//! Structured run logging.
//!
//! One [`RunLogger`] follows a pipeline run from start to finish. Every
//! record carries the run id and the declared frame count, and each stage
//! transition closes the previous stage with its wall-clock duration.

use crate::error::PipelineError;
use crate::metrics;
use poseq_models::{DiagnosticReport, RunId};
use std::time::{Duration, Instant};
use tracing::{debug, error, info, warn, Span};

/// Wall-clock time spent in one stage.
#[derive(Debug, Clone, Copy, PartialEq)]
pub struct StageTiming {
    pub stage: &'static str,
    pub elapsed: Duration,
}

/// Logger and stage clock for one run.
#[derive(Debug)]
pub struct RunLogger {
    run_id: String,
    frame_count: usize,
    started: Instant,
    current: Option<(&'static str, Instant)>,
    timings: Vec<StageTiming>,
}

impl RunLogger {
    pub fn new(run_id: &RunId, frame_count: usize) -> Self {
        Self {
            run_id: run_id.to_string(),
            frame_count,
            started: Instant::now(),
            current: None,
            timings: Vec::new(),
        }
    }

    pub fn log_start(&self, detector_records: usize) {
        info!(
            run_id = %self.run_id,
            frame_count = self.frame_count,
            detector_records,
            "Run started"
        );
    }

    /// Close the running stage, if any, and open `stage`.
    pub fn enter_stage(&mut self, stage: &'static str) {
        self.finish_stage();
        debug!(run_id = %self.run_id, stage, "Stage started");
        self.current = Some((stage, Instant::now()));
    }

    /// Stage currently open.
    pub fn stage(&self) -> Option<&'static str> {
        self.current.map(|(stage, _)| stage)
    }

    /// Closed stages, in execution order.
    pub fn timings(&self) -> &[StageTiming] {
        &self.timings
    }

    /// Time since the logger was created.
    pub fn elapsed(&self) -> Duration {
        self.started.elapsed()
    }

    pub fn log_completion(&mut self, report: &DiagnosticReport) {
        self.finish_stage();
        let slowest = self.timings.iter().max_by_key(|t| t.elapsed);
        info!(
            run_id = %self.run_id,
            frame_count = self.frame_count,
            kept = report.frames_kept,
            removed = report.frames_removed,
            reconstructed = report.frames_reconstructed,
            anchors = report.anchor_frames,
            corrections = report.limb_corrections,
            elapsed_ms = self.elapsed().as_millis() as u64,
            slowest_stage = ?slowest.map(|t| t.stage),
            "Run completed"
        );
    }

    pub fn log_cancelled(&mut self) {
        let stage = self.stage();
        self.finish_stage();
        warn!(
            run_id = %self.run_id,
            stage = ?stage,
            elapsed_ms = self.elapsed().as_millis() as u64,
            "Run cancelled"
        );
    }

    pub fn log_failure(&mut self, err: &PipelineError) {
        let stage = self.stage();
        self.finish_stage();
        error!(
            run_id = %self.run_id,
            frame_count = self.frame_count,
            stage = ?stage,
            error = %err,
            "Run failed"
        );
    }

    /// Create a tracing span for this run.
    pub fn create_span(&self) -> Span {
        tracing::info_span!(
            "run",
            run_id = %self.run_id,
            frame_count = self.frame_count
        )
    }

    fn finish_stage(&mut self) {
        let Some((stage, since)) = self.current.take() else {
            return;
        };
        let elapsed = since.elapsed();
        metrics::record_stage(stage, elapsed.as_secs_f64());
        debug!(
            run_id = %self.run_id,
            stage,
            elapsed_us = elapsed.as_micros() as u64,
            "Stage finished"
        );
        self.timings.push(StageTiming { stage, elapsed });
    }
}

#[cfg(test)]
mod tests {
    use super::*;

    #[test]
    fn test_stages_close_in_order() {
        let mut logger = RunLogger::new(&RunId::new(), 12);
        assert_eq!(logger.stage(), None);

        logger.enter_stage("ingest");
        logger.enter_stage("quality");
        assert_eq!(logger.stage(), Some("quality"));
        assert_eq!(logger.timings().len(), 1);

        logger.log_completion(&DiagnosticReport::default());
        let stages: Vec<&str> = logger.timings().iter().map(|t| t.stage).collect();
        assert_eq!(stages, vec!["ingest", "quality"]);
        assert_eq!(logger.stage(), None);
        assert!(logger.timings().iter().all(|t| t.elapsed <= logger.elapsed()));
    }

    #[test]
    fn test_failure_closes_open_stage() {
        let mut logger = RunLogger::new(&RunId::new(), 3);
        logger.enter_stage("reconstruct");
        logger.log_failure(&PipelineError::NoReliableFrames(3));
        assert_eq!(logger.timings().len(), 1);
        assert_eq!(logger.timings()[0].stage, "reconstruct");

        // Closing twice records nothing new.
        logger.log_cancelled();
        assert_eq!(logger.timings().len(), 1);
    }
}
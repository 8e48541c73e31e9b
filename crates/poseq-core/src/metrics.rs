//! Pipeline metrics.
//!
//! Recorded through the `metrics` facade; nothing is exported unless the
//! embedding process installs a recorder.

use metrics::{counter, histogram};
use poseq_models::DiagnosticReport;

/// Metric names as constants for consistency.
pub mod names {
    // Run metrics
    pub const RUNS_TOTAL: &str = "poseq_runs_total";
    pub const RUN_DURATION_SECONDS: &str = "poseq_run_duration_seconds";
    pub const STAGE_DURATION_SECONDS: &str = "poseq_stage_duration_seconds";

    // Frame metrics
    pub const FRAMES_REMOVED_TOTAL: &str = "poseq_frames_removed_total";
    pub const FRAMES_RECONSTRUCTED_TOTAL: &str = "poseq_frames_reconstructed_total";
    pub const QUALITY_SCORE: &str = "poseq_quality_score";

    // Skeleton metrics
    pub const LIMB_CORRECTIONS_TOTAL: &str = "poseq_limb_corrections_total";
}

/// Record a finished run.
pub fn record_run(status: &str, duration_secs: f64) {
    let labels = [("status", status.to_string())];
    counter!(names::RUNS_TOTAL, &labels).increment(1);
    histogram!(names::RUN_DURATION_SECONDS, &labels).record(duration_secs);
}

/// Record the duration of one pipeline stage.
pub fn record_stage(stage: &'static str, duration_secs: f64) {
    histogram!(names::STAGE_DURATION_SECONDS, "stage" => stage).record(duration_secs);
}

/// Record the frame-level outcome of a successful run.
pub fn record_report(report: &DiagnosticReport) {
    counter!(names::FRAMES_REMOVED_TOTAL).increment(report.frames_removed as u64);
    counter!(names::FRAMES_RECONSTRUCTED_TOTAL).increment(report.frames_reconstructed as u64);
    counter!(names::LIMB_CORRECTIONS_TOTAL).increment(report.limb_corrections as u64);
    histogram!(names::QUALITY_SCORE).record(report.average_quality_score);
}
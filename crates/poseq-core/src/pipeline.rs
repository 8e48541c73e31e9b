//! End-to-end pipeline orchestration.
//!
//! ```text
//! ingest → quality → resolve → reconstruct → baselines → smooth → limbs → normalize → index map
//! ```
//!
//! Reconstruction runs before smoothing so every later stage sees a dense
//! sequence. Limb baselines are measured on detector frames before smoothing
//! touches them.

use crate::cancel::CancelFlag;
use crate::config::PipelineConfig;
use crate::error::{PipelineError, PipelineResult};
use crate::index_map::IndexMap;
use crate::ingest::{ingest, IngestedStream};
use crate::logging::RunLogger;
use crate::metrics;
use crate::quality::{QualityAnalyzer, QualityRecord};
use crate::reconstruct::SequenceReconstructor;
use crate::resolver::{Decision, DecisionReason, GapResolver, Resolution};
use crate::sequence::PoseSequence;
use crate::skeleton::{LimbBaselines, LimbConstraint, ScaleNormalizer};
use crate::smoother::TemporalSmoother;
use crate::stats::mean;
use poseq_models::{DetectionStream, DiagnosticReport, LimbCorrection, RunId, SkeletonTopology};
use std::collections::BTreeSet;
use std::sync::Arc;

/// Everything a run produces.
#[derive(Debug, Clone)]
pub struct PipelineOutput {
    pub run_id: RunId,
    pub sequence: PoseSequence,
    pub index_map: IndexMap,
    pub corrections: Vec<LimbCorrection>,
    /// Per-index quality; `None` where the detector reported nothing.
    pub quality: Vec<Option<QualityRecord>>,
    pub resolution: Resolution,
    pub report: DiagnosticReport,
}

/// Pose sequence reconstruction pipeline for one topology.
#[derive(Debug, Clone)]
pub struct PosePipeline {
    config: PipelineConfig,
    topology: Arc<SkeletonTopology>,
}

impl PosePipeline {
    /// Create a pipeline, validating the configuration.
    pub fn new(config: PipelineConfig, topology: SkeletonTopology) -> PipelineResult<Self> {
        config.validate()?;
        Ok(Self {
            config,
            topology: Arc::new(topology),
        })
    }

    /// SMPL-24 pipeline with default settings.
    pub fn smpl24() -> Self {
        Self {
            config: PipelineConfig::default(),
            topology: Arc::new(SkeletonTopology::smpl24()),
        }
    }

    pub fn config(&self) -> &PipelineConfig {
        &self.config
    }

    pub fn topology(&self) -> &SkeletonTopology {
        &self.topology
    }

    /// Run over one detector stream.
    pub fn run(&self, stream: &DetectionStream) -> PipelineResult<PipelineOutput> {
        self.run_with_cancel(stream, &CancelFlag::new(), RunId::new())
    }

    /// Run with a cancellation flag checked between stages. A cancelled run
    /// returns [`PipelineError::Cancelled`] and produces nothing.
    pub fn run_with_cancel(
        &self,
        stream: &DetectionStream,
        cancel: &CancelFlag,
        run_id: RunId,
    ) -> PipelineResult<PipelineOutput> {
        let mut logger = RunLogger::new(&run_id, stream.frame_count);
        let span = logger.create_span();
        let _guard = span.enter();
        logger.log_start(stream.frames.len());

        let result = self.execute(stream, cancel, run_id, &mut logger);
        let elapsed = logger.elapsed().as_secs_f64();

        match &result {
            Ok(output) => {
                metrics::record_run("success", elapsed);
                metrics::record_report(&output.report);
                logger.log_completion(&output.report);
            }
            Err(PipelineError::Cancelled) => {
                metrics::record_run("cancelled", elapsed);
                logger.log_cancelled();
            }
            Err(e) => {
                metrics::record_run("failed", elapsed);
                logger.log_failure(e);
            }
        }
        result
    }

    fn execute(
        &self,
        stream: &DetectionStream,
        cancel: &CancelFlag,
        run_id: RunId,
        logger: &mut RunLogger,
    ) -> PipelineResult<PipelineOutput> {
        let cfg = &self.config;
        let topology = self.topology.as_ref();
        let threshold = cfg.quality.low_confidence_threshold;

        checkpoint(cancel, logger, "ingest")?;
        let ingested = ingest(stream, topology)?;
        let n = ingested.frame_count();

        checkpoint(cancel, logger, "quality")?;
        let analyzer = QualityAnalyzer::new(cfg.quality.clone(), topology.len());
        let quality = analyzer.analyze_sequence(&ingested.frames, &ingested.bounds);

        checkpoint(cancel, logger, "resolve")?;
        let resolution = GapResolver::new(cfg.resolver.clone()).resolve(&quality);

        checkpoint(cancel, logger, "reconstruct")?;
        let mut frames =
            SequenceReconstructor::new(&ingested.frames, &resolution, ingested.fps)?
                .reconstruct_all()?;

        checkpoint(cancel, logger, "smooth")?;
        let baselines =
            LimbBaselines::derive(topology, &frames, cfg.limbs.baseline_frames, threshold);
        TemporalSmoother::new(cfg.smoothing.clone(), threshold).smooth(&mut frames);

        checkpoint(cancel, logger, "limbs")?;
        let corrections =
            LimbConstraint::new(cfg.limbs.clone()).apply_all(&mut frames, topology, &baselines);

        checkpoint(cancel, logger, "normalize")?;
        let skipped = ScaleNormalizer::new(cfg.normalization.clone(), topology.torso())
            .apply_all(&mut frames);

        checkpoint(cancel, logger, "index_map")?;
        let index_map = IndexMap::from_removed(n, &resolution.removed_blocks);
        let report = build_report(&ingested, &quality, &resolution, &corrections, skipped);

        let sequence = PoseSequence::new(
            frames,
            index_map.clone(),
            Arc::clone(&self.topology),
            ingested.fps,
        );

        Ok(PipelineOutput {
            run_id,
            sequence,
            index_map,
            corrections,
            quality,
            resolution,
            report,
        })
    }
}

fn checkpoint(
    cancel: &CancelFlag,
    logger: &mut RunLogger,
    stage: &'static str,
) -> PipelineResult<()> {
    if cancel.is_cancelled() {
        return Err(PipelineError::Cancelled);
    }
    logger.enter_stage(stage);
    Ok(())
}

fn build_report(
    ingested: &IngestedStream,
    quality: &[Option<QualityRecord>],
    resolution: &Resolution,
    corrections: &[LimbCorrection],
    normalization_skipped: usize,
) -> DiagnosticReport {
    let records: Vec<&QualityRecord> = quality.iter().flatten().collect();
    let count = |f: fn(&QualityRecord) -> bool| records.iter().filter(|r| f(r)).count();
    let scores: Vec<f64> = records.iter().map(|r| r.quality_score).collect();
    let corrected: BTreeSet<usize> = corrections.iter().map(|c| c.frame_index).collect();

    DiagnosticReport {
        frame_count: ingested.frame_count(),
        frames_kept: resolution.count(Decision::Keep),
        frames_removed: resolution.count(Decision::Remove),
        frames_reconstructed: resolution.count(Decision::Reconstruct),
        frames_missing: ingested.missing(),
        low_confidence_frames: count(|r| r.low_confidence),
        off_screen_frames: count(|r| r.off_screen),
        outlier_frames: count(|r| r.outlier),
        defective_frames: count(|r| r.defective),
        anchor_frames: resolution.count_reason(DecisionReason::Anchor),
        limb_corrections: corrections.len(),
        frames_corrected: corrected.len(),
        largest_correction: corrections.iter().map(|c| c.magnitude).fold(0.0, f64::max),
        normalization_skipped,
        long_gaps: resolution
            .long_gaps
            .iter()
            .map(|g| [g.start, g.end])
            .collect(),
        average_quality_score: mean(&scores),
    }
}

* Exercise details *
Output all lines from the beginning of the data up to the line holding "pub fn new(run_id: &RunId, frame_count: usize)", that line included, exactly as written.

* Result for this exercise *
//! Structured run logging.
//!
//! One [`RunLogger`] follows a pipeline run from start to finish. Every
//! record carries the run id and the declared frame count, and each stage
//! transition closes the previous stage with its wall-clock duration.

use crate::error::PipelineError;
use crate::metrics;
use poseq_models::{DiagnosticReport, RunId};
use std::time::{Duration, Instant};
use tracing::{debug, error, info, warn, Span};

/// Wall-clock time spent in one stage.
#[derive(Debug, Clone, Copy, PartialEq)]
pub struct StageTiming {
    pub stage: &'static str,
    pub elapsed: Duration,
}

/// Logger and stage clock for one run.
#[derive(Debug)]
pub struct RunLogger {
    run_id: String,
    frame_count: usize,
    started: Instant,
    current: Option<(&'static str, Instant)>,
    timings: Vec<StageTiming>,
}

impl RunLogger {
    pub fn new(run_id: &RunId, frame_count: usize) -> Self {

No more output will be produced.